Dataset entries:
[Start of section]
//! Ising model on lattices of fractional Hausdorff dimension.
//!
//! The lattice is a self-similar subset of a hypercube grid, built by
//! [`generators::LatticeGenerator`]. [`model::IsingModel`] ties the lattice to
//! an energy model, an exact partition function enumerator and three Monte
//! Carlo policies.

pub mod config;
pub mod energy;
pub mod error;
pub mod generators;
pub mod hybrid;
pub mod metropolis;
pub mod model;
pub mod neighbors;
pub mod odometer;
pub mod partition;
pub mod runner;
pub mod spin;
pub mod system;

pub use config::{GroupUpdate, McMethod, ModelConfig, ScalingMethod};
pub use error::{ModelError, Result};
pub use model::IsingModel;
[End of section]
§ PROBLEM: Copy the lines that hold the word "error". Take them from the records above.

§ ANSWER BOX:
pub mod error;
pub use error::{ModelError, Result};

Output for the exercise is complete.